PROPOSALS OF SHAREHOLDERS
PROPOSALS INCLUDED IN THE PROXY STATEMENT
Proposals of shareholders that are intended to be presented by such shareowners at the 2012 Annual Meeting and that shareholders desire to have included in the Company’s proxy materials relating to such meeting must be received by the Company at its principal executive offices no later than 5:00 p.m., Central Time, October 10, 2011, which is 120 calendar days prior to the anniversary of this year’s mailing date. Upon timely receipt of any such proposal, the Company will determine whether or not to include such proposal in the proxy statement in accordance with applicable regulations governing the solicitation of proxies.
PROPOSALS NOT INCLUDED IN THE PROXY STATEMENT
If a shareholder wishes to present a proposal at the 2012 Annual Meeting or to nominate one or more directors and the proposal is not intended to be included in the proxy statement relating to that meeting, the shareholder must give advance written notice to the Company prior to the deadline for such meeting determined in accordance with the Bylaws. In general, the Bylaws provide that such notice should be addressed to the Corporate Secretary and be received at the Company’s principal executive offices no less than 90 days nor more than 120 days prior to the first anniversary of the preceding year’s annual meeting, except in certain circumstances. For purposes of the 2012 Annual Meeting, such notice must be received not later than December 17, 2011 and not earlier than November 17, 2011. These time limits also apply in determining whether notice is timely for purposes of rules adopted by the SEC relating to the exercise of discretionary voting authority. The Bylaws set out specific requirements that such shareholders and written notices must satisfy. Any shareholder filing a written notice of nomination for director must describe various matters regarding the nominee and the shareholder and the underlying beneficial owner, if any, including, among other things, such information as name, address, occupation, shares, rights to acquire shares and other derivative securities or short interest held, and any relevant understandings or arrangements between the shareholder and beneficial owner, if any. Any shareholder filing a notice to bring other business before a shareholder meeting must include in such the same type of information as well as, among other things, the text of the proposal or business and the reasons therefore, and other specified matters.

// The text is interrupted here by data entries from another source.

//! RFC 7798 payloader for H.265 access units
//!
//! ```text
//! PayloadHdr (2 bytes)              FU header (1 byte)
//! +---------------+---------------+ +---------------+
//! |F|   Type    |  LayerId  | TID | |S|E|  FuType   |
//! +---------------+---------------+ +---------------+
//! ```
//!
//! Parameter sets (VPS/SPS/PPS) are held back and sent in one aggregation
//! packet (type 48) in front of the next picture when they fit in the MTU.
//! Pictures that fit go out as single NAL unit packets, larger ones as
//! fragmentation units (type 49).

use bytes::{BufMut, Bytes, BytesMut};

use crate::config::VideoCodec;
use crate::video::annexb::{nal_type, split_nal_units};

const NAL_VPS: u8 = 32;
const NAL_SPS: u8 = 33;
const NAL_PPS: u8 = 34;
const NAL_AUD: u8 = 35;
const NAL_FILLER: u8 = 38;
const NAL_AP: u8 = 48;
const NAL_FU: u8 = 49;

const PAYLOAD_HDR_LEN: usize = 2;
const FU_HDR_LEN: usize = 1;
const AP_LEN_FIELD: usize = 2;

const FU_START: u8 = 0x80;
const FU_END: u8 = 0x40;

/// Splits Annex-B H.265 access units into RTP payloads
#[derive(Debug, Default, Clone)]
pub struct H265Payloader {
    /// Parameter sets waiting for the next picture, in stream order
    parameter_sets: Vec<Bytes>,
}

impl H265Payloader {
    pub fn new() -> Self {
        Self::default()
    }

    /// RTP payloads for one access unit
    pub fn payload(&mut self, mtu: usize, au: &Bytes) -> Vec<Bytes> {
        let mut out = Vec::new();
        if au.is_empty() || mtu <= PAYLOAD_HDR_LEN + FU_HDR_LEN {
            return out;
        }

        for nal in split_nal_units(au) {
            self.push_nal(au.slice_ref(nal.payload), mtu, &mut out);
        }
        out
    }

    fn push_nal(&mut self, nal: Bytes, mtu: usize, out: &mut Vec<Bytes>) {
        if nal.len() < PAYLOAD_HDR_LEN {
            return;
        }
        let Some(kind) = nal_type(VideoCodec::H265, &nal) else {
            return;
        };

        match kind {
            NAL_AUD | NAL_FILLER => {}
            NAL_VPS | NAL_SPS | NAL_PPS => self.parameter_sets.push(nal),
            _ => {
                self.flush_parameter_sets(mtu, out);
                if nal.len() <= mtu {
                    out.push(nal);
                } else {
                    fragment(&nal, mtu, out);
                }
            }
        }
    }

    fn flush_parameter_sets(&mut self, mtu: usize, out: &mut Vec<Bytes>) {
        if self.parameter_sets.is_empty() {
            return;
        }
        let sets = std::mem::take(&mut self.parameter_sets);

        let ap_len = PAYLOAD_HDR_LEN
            + sets
                .iter()
                .map(|s| AP_LEN_FIELD + s.len())
                .sum::<usize>();

        if sets.len() < 2 || ap_len > mtu {
            for set in sets {
                if set.len() <= mtu {
                    out.push(set);
                } else {
                    fragment(&set, mtu, out);
                }
            }
            return;
        }

        // F bit is the OR of the aggregated units, LayerId/TID the lowest
        let forbidden = sets.iter().fold(0u8, |f, s| f | (s[0] & 0x80));
        let layer_tid = sets
            .iter()
            .map(|s| u16::from_be_bytes([s[0], s[1]]) & 0x01FF)
            .min()
            .unwrap_or(1);

        let mut ap = BytesMut::with_capacity(ap_len);
        let hdr = ((forbidden as u16) << 8) | ((NAL_AP as u16) << 9) | layer_tid;
        ap.put_u16(hdr);
        for set in &sets {
            ap.put_u16(set.len() as u16);
            ap.put_slice(set);
        }
        out.push(ap.freeze());
    }
}

/// Fragmentation units for one NAL unit; the original header fields other
/// than the type are carried over into each PayloadHdr
fn fragment(nal: &Bytes, mtu: usize, out: &mut Vec<Bytes>) {
    let kind = (nal[0] >> 1) & 0x3F;
    let hdr0 = (nal[0] & 0b1000_0001) | (NAL_FU << 1);
    let hdr1 = nal[1];

    let body = &nal[PAYLOAD_HDR_LEN..];
    let chunk = mtu - PAYLOAD_HDR_LEN - FU_HDR_LEN;
    let count = body.len().div_ceil(chunk);

    for (i, piece) in body.chunks(chunk).enumerate() {
        let mut fu = kind;
        if i == 0 {
            fu |= FU_START;
        }
        if i + 1 == count {
            fu |= FU_END;
        }

        let mut pkt = BytesMut::with_capacity(PAYLOAD_HDR_LEN + FU_HDR_LEN + piece.len());
        pkt.put_u8(hdr0);
        pkt.put_u8(hdr1);
        pkt.put_u8(fu);
        pkt.put_slice(piece);
        out.push(pkt.freeze());
    }
}

#[cfg(test)]
mod tests {
    use super::*;
    use rtp::codecs::h265::{H265Packet, H265Payload};
    use rtp::packetizer::Depacketizer;

    fn annexb(nals: &[&[u8]]) -> Bytes {
        let mut buf = BytesMut::new();
        for nal in nals {
            buf.put_slice(&[0, 0, 0, 1]);
            buf.put_slice(nal);
        }
        buf.freeze()
    }

    fn idr(len: usize) -> Vec<u8> {
        // IDR_W_RADL, TID 1
        let mut nal = vec![19 << 1, 0x01];
        nal.resize(len, 0xAB);
        nal
    }

    #[test]
    fn test_small_picture_single_packet() {
        let mut p = H265Payloader::new();
        let nal = idr(100);
        let out = p.payload(1200, &annexb(&[&nal]));
        assert_eq!(out.len(), 1);
        assert_eq!(&out[0][..], &nal[..]);
    }

    #[test]
    fn test_parameter_sets_aggregated_before_picture() {
        let mut p = H265Payloader::new();
        let vps = [NAL_VPS << 1, 0x01, 0x0C];
        let sps = [NAL_SPS << 1, 0x01, 0x01, 0x60];
        let pps = [NAL_PPS << 1, 0x01, 0xC1];
        let aud = [NAL_AUD << 1, 0x01, 0x50];
        let pic = idr(64);

        let out = p.payload(1200, &annexb(&[&aud, &vps, &sps, &pps, &pic]));
        assert_eq!(out.len(), 2);

        let mut pkt = H265Packet::default();
        pkt.depacketize(&out[0]).unwrap();
        match pkt.payload() {
            H265Payload::H265AggregationPacket(ap) => {
                assert_eq!(ap.first_unit().unwrap().nal_unit(), Bytes::copy_from_slice(&vps));
                assert_eq!(ap.other_units().len(), 2);
            }
            other => panic!("expected aggregation packet, got {:?}", other),
        }
        assert_eq!(&out[1][..], &pic[..]);
    }

    #[test]
    fn test_large_picture_fragmented() {
        let mut p = H265Payloader::new();
        let nal = idr(3000);
        let out = p.payload(1200, &annexb(&[&nal]));
        assert_eq!(out.len(), 3);

        let mut body = Vec::new();
        for (i, payload) in out.iter().enumerate() {
            assert!(payload.len() <= 1200);
            assert_eq!((payload[0] >> 1) & 0x3F, NAL_FU);
            assert_eq!(payload[1], 0x01);

            let mut pkt = H265Packet::default();
            pkt.depacketize(payload).unwrap();
            match pkt.payload() {
                H265Payload::H265FragmentationUnitPacket(fu) => {
                    assert_eq!(fu.fu_header().fu_type(), 19);
                    assert_eq!(fu.fu_header().s(), i == 0);
                    assert_eq!(fu.fu_header().e(), i == out.len() - 1);
                }
                other => panic!("expected fragmentation unit, got {:?}", other),
            }
            body.extend_from_slice(&payload[3..]);
        }
        assert_eq!(body, &nal[2..]);
    }

    #[test]
    fn test_empty_input() {
        let mut p = H265Payloader::new();
        assert!(p.payload(1200, &Bytes::new()).is_empty());
        assert!(p.payload(2, &annexb(&[&idr(10)])).is_empty());
    }
}
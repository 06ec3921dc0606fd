//! Media transport seam
//!
//! The peer session drives an opaque transport connection: it adds tracks,
//! exchanges descriptions and candidates, and reacts to [`TransportEvent`]s.
//! ICE, DTLS, SRTP and congestion control all live behind these traits.

use async_trait::async_trait;
use bytes::Bytes;
use serde::{Deserialize, Serialize};
use std::sync::Arc;
use std::time::Duration;
use tokio::sync::mpsc;

use super::config::SessionConfig;
use crate::config::VideoCodec;
use crate::error::Result;

/// Transport-level connection state
#[derive(Debug, Clone, Copy, PartialEq, Eq, Serialize, Deserialize)]
#[serde(rename_all = "lowercase")]
pub enum ConnectionState {
    New,
    Connecting,
    Connected,
    Disconnected,
    Failed,
    Closed,
}

impl std::fmt::Display for ConnectionState {
    fn fmt(&self, f: &mut std::fmt::Formatter<'_>) -> std::fmt::Result {
        match self {
            ConnectionState::New => write!(f, "new"),
            ConnectionState::Connecting => write!(f, "connecting"),
            ConnectionState::Connected => write!(f, "connected"),
            ConnectionState::Disconnected => write!(f, "disconnected"),
            ConnectionState::Failed => write!(f, "failed"),
            ConnectionState::Closed => write!(f, "closed"),
        }
    }
}

/// Lifecycle notifications raised by a connection
#[derive(Debug, Clone, PartialEq, Eq)]
pub enum TransportEvent {
    StateChanged(ConnectionState),
    /// Locally gathered candidate string
    CandidateGathered(String),
    DataChannelOpened(String),
    DataChannelMessage { label: String, len: usize },
    DataChannelClosed(String),
}

pub type TransportEventSender = mpsc::UnboundedSender<TransportEvent>;

/// Outgoing RTP packets for one video track
#[async_trait]
pub trait RtpSink: Send + Sync {
    async fn write_rtp(&self, packet: &rtp::packet::Packet) -> Result<()>;
}

/// Outgoing timed samples for one audio track
#[async_trait]
pub trait SampleSink: Send + Sync {
    async fn write_sample(&self, data: Bytes, duration: Duration) -> Result<()>;
}

/// One live transport connection
#[async_trait]
pub trait TransportConnection: Send + Sync {
    /// Attach a send-only video track offering `codec`
    async fn add_video_track(&self, codec: VideoCodec) -> Result<Arc<dyn RtpSink>>;

    /// Attach a send-only Opus track
    async fn add_audio_track(&self) -> Result<Arc<dyn SampleSink>>;

    /// Generate an offer and install it as the local description
    async fn create_offer(&self) -> Result<()>;

    /// Current local description including candidates gathered so far
    async fn local_description(&self) -> Option<String>;

    /// Apply the viewer's answer
    async fn set_remote_description(&self, sdp: &str) -> Result<()>;

    async fn add_ice_candidate(&self, candidate: &str, mid: Option<String>) -> Result<()>;

    async fn close(&self) -> Result<()>;
}

/// Factory for transport connections
#[async_trait]
pub trait Transport: Send + Sync {
    /// Open a new connection that reports its lifecycle through `events`
    async fn connect(
        &self,
        config: &SessionConfig,
        events: TransportEventSender,
    ) -> Result<Arc<dyn TransportConnection>>;
}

The Bylaws also set out specific eligibility requirements that nominees for director must satisfy, which require nominees to:
  §   complete and return a written questionnaire with respect to the background and qualification of the nominees and the background of any other person or entity on whose behalf the nomination is being made; and
 
  §   provide a written representation and agreement that the nominee:
  §   is not and will not become a party to (1) any agreement, arrangement or understanding with, and has not given any commitment or assurance to, any person or entity as to how such prospective nominee, if elected as a director, will act or vote on any issue or question (a “Voting Commitment”) that has not been disclosed to the Company, or (2) any Voting Commitment that could limit or interfere with the nominee’s ability to comply, if elected as a director, with the nominee’s fiduciary duties under applicable law;
 
  §   is not and will not become a party to any agreement, arrangement or understanding with any person or entity other than the Company with respect to any direct or indirect compensation, reimbursement or indemnification in connection with service or action as a director that has not been disclosed therein; and
 
  §   would be in compliance if elected as a director and will comply with all of the Company’s applicable corporate governance, conflict of interest, confidentiality and stock ownership and trading policies and guidelines.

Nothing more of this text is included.